Secondly, the man is more likely to agree to your “condom rule” when it’s a prerequisite to getting in your pants, because let’s face it, he’s really going to want in your pants no matter what. It’s only in the heat of the moment when you are already almost having sex with him (so you’ve clearly agreed to sex, and are unlikely to get up and leave) or after he’s had unprotected sex with you before, that enforcing the “new” condom rule is difficult. But it can, and should be done. Just because you make a mistake or try to “please him” once, doesn’t mean you have to keep taking crazy risks for the rest of your relationship. In that case simply say, “I’ve given this some thought, and if you’d like to have sex with me again, we’ll need to use condoms from now on. I hope you understand, it helps me be comfortable and enjoy it so much more.” If it’s hard to say that looking him in the eye, or finding the “right time” in the middle of a light conversation, just send that as a text message to him the morning after. Then he can either agree or disagree, and you can keep your cool, think out your responses, and not get into some crazy emotional argument about it, or be suckered by those big blue eyes as you might in person.

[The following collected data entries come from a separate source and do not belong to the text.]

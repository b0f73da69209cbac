//! Per-field validation rules
//!
//! Each rule is a pure predicate over the field's current text. The email
//! and phone patterns are deliberately loose shape checks: leading-zero
//! phone numbers are rejected and any `x@y.z` shape is an email.

use regex::Regex;
use std::sync::LazyLock;

static EMAIL_PATTERN: LazyLock<Regex> = LazyLock::new(|| {
    Regex::new(r"^[^\s@]+@[^\s@]+\.[^\s@]+$").expect("email pattern is a valid regex")
});

static PHONE_PATTERN: LazyLock<Regex> = LazyLock::new(|| {
    Regex::new(r"^\+?[1-9][0-9]{0,15}$").expect("phone pattern is a valid regex")
});

const MIN_NAME_LEN: usize = 2;
const MIN_NAME_TOKENS: usize = 2;
const MIN_AGE: i64 = 13;
const MAX_AGE: i64 = 120;
const MIN_PASSWORD_LEN: usize = 8;

/// A full name: at least two whitespace-separated words
pub fn validate_name(value: &str) -> bool {
    let name = value.trim();
    name.chars().count() >= MIN_NAME_LEN && name.split_whitespace().count() >= MIN_NAME_TOKENS
}

pub fn validate_email(value: &str) -> bool {
    EMAIL_PATTERN.is_match(value.trim())
}

/// Optional field. Spaces, hyphens and parentheses are ignored.
pub fn validate_phone(value: &str) -> bool {
    let phone = value.trim();
    if phone.is_empty() {
        return true;
    }

    let digits: String = phone
        .chars()
        .filter(|c| !(c.is_whitespace() || matches!(c, '-' | '(' | ')')))
        .collect();
    PHONE_PATTERN.is_match(&digits)
}

pub fn validate_age(value: &str) -> bool {
    parse_leading_int(value).is_some_and(|age| (MIN_AGE..=MAX_AGE).contains(&age))
}

/// Password strength check. The value is taken as typed, without trimming.
pub fn validate_password(value: &str) -> bool {
    if value.chars().any(is_line_break) {
        return false;
    }

    // Length in UTF-16 code units
    value.encode_utf16().count() >= MIN_PASSWORD_LEN
        && value.chars().any(|c| c.is_ascii_lowercase())
        && value.chars().any(|c| c.is_ascii_uppercase())
        && value.chars().any(|c| c.is_ascii_digit())
}

/// Both values are compared exactly as typed.
pub fn validate_confirm_password(password: &str, confirm: &str) -> bool {
    password == confirm
}

/// Parse the integer prefix of `value`, ignoring anything after the digits.
///
/// A `0x`/`0X` prefix after the optional sign switches to hexadecimal.
/// Returns `None` when no digits follow the sign and prefix, or when the
/// number does not fit in an `i64`.
fn parse_leading_int(value: &str) -> Option<i64> {
    let s = value.trim_start();
    let (negative, rest) = match s.as_bytes().first() {
        Some(b'-') => (true, &s[1..]),
        Some(b'+') => (false, &s[1..]),
        _ => (false, s),
    };

    let (radix, rest) = match rest.get(..2) {
        Some("0x" | "0X") => (16, &rest[2..]),
        _ => (10, rest),
    };

    let end = rest
        .find(|c: char| !c.is_digit(radix))
        .unwrap_or(rest.len());
    if end == 0 {
        return None;
    }

    let magnitude = i64::from_str_radix(&rest[..end], radix).ok()?;
    Some(if negative { -magnitude } else { magnitude })
}

fn is_line_break(c: char) -> bool {
    matches!(c, '\n' | '\r' | '\u{2028}' | '\u{2029}')
}

#[cfg(test)]
mod tests {
    use super::*;

    mod name_tests {
        use super::*;

        #[test]
        fn test_two_words_is_valid() {
            assert!(validate_name("Ada Lovelace"));
            assert!(validate_name("Jo Li"));
            assert!(validate_name("a b"));
        }

        #[test]
        fn test_more_than_two_words_is_valid() {
            assert!(validate_name("Grace Brewster Murray Hopper"));
        }

        #[test]
        fn test_single_word_is_invalid() {
            assert!(!validate_name("Ada"));
            assert!(!validate_name("AdaLovelace"));
        }

        #[test]
        fn test_surrounding_whitespace_is_trimmed() {
            assert!(!validate_name("   Ada   "));
            assert!(validate_name("  Ada Lovelace  "));
        }

        #[test]
        fn test_empty_and_blank_are_invalid() {
            assert!(!validate_name(""));
            assert!(!validate_name("     "));
            assert!(!validate_name("a"));
        }

        #[test]
        fn test_repeated_inner_spaces_still_two_tokens() {
            assert!(validate_name("Ada    Lovelace"));
        }
    }

    mod email_tests {
        use super::*;

        #[test]
        fn test_minimal_shape_is_valid() {
            assert!(validate_email("a@b.com"));
            assert!(validate_email("first.last@sub.example.org"));
        }

        #[test]
        fn test_missing_dot_is_invalid() {
            assert!(!validate_email("a@b"));
        }

        #[test]
        fn test_nothing_after_dot_is_invalid() {
            assert!(!validate_email("a@b."));
        }

        #[test]
        fn test_empty_is_invalid() {
            assert!(!validate_email(""));
        }

        #[test]
        fn test_inner_space_is_invalid() {
            assert!(!validate_email("a b@c.com"));
            assert!(!validate_email("a@b c.com"));
        }

        #[test]
        fn test_double_at_is_invalid() {
            assert!(!validate_email("a@@b.com"));
            assert!(!validate_email("a@b@c.com"));
        }

        #[test]
        fn test_outer_whitespace_is_trimmed() {
            assert!(validate_email("  a@b.com  "));
        }
    }

    mod phone_tests {
        use super::*;

        #[test]
        fn test_empty_is_valid() {
            assert!(validate_phone(""));
            assert!(validate_phone("   "));
        }

        #[test]
        fn test_plus_prefix_is_valid() {
            assert!(validate_phone("+12345"));
        }

        #[test]
        fn test_leading_zero_is_invalid() {
            assert!(!validate_phone("0123"));
            assert!(!validate_phone("+0123"));
        }

        #[test]
        fn test_sixteen_digits_is_max() {
            assert!(validate_phone("1234567890123456"));
            assert!(!validate_phone("12345678901234567"));
        }

        #[test]
        fn test_separators_are_ignored() {
            assert!(validate_phone("(555) 123-4567"));
            assert!(validate_phone("+1 (555) 123 4567"));
        }

        #[test]
        fn test_letters_are_invalid() {
            assert!(!validate_phone("555-CALL-NOW"));
        }

        #[test]
        fn test_only_separators_is_invalid() {
            assert!(!validate_phone("---"));
            assert!(!validate_phone("()"));
        }

        #[test]
        fn test_plus_in_middle_is_invalid() {
            assert!(!validate_phone("12+345"));
        }
    }

    mod age_tests {
        use super::*;

        #[test]
        fn test_bounds_are_inclusive() {
            assert!(validate_age("13"));
            assert!(validate_age("120"));
        }

        #[test]
        fn test_outside_bounds_is_invalid() {
            assert!(!validate_age("12"));
            assert!(!validate_age("121"));
            assert!(!validate_age("-20"));
        }

        #[test]
        fn test_non_numeric_is_invalid() {
            assert!(!validate_age("abc"));
            assert!(!validate_age(""));
            assert!(!validate_age("-"));
        }

        #[test]
        fn test_integer_prefix_is_used() {
            assert!(validate_age("30 years"));
            assert!(validate_age("13.9"));
            assert!(!validate_age("12.9"));
        }

        #[test]
        fn test_leading_whitespace_and_sign() {
            assert!(validate_age("  25"));
            assert!(validate_age("+25"));
        }

        #[test]
        fn test_overflow_is_invalid() {
            assert!(!validate_age("99999999999999999999999"));
            assert!(!validate_age("0xffffffffffffffffff"));
        }

        #[test]
        fn test_hex_prefix_is_parsed_as_hex() {
            assert!(validate_age("0x10"));
            assert!(validate_age("0X1e"));
            assert!(!validate_age("0x0c"));
            assert!(!validate_age("0x"));
            assert!(!validate_age("-0x10"));
        }

        #[test]
        fn test_leading_zeros_stay_decimal() {
            assert!(validate_age("013"));
            assert!(validate_age("0080"));
        }
    }

    mod password_tests {
        use super::*;

        #[test]
        fn test_all_classes_and_length_is_valid() {
            assert!(validate_password("Abcdefg1"));
            assert!(validate_password("1abcdefG"));
        }

        #[test]
        fn test_length_counts_utf16_units() {
            // Each emoji is two UTF-16 units, so this is eight units long
            assert!(validate_password("Abc1😀😀"));
            assert!(!validate_password("Abc1é"));
        }

        #[test]
        fn test_missing_uppercase_is_invalid() {
            assert!(!validate_password("abcdefg1"));
        }

        #[test]
        fn test_missing_lowercase_is_invalid() {
            assert!(!validate_password("ABCDEFG1"));
        }

        #[test]
        fn test_missing_digit_is_invalid() {
            assert!(!validate_password("Abcdefgh"));
        }

        #[test]
        fn test_too_short_is_invalid() {
            assert!(!validate_password("Abc123"));
            assert!(!validate_password("Abcde12"));
        }

        #[test]
        fn test_symbols_and_spaces_count_towards_length() {
            assert!(validate_password("A b1 $$$"));
        }

        #[test]
        fn test_line_break_is_invalid() {
            assert!(!validate_password("Abcdefg1\n"));
        }
    }

    mod confirm_password_tests {
        use super::*;

        #[test]
        fn test_equal_values_match() {
            assert!(validate_confirm_password("X", "X"));
            assert!(validate_confirm_password("", ""));
        }

        #[test]
        fn test_different_values_do_not_match() {
            assert!(!validate_confirm_password("X", "Y"));
        }

        #[test]
        fn test_comparison_is_not_trimmed() {
            assert!(!validate_confirm_password("Secret12", "Secret12 "));
        }
    }
}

Safe sex is one example of a personal boundary that must absolutely be upheld, with potential life and death consequences (HIV/AIDS) and other horrible risks, such as having your fertility permanently destroyed by a sneaky, symptom-free infection, ruining your social/dating/romantic future by genital herpes status, or unintended and unwanted pregnancy (since no hormonal method is 100% effective, using a condom barrier + hormonal birth control is the surest way to prevent pregnancy other than sterilization surgery.)

So uphold your boundaries with your body, be empowered, have great sex without worrying what he is or isn’t doing when you’re not around, and have the peace of mind and comfort of knowing neither disease nor pregnancy will ruin your life in the future because you let a guy whine and talk you into a bad idea. It’s a beautiful thing to be an empowered, free, sexually happy and healthy woman!